-------- DATASET RECORDS --------
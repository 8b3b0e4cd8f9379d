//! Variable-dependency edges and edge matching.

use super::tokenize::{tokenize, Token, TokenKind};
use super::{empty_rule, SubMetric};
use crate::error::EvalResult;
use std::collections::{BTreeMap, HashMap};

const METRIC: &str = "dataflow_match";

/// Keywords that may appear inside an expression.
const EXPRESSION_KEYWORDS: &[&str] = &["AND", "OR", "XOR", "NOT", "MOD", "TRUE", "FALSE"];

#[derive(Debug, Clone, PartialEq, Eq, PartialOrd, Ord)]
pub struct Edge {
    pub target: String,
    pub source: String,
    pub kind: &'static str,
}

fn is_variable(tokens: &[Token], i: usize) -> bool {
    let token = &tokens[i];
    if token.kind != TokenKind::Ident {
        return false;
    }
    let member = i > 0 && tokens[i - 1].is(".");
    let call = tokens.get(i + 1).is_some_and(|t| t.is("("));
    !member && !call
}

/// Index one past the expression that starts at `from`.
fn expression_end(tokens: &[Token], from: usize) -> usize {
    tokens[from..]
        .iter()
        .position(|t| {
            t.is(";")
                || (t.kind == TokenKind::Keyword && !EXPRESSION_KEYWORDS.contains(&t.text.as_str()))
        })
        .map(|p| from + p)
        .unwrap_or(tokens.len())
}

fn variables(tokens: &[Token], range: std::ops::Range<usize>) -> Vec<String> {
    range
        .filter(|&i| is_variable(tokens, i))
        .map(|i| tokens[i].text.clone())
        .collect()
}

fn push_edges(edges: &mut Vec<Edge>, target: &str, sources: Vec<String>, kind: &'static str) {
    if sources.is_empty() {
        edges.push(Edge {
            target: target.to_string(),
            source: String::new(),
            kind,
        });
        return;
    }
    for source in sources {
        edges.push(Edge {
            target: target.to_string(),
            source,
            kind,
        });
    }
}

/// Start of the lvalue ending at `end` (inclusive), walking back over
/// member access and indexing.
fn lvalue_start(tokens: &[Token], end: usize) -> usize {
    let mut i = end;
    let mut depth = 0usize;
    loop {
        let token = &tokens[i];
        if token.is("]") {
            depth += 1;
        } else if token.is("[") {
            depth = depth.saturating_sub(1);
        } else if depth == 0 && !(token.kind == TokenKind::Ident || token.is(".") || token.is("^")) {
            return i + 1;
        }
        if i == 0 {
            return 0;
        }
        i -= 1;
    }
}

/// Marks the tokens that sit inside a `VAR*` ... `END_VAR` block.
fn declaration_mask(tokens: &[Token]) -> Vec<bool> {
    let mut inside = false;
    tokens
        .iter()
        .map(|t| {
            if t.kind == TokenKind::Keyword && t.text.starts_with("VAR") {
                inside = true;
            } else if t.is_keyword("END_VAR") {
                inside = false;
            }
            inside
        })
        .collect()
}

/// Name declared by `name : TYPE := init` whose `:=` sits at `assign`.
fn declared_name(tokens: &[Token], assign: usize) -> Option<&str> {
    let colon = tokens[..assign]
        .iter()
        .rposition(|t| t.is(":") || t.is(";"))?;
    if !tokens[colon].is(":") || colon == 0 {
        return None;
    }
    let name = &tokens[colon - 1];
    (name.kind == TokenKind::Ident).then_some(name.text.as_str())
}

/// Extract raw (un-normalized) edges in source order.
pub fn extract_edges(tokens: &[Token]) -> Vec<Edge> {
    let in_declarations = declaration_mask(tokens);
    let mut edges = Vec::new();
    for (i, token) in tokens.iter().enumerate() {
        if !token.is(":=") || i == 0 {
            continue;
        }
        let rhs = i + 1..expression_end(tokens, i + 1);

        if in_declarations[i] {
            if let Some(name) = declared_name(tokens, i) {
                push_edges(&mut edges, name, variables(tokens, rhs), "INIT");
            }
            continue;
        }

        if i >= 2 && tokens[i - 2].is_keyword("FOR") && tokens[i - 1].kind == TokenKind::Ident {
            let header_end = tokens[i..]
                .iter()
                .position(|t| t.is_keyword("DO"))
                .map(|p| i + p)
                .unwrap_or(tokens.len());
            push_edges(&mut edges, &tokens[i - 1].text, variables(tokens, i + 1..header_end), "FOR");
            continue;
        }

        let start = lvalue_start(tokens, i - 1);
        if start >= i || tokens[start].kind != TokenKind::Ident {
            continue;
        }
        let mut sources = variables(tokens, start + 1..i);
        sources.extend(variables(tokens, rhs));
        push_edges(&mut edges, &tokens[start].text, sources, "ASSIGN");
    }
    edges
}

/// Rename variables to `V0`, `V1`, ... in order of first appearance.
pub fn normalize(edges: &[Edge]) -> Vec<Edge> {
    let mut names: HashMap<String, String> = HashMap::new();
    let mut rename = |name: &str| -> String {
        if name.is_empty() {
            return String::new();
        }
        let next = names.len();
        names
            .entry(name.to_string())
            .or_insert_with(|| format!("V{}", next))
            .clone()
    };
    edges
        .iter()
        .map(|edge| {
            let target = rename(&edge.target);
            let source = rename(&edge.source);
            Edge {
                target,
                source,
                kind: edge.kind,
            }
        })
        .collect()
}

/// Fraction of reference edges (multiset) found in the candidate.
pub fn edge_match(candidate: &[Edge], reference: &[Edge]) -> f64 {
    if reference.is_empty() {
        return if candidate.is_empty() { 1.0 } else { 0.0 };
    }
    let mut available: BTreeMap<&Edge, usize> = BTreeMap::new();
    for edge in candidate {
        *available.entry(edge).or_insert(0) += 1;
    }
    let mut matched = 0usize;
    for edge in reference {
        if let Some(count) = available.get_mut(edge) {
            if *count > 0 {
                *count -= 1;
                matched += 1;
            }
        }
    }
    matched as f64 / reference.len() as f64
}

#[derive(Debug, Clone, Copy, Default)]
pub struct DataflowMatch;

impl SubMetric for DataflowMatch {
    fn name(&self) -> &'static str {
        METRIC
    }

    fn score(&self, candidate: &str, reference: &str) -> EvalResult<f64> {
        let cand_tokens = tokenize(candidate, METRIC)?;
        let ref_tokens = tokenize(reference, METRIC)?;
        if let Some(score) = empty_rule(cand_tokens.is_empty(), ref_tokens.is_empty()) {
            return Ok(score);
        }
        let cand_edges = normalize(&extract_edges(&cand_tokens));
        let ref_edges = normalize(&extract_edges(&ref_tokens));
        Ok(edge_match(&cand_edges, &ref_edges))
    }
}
--------
WHAT YOU HAVE TO DO>
Copy out every line from the material above in which the word "else" appears.

SOLUTION>
        } else if token.is("[") {
        } else if depth == 0 && !(token.kind == TokenKind::Ident || token.is(".") || token.is("^")) {
            } else if t.is_keyword("END_VAR") {
        return if candidate.is_empty() { 1.0 } else { 0.0 };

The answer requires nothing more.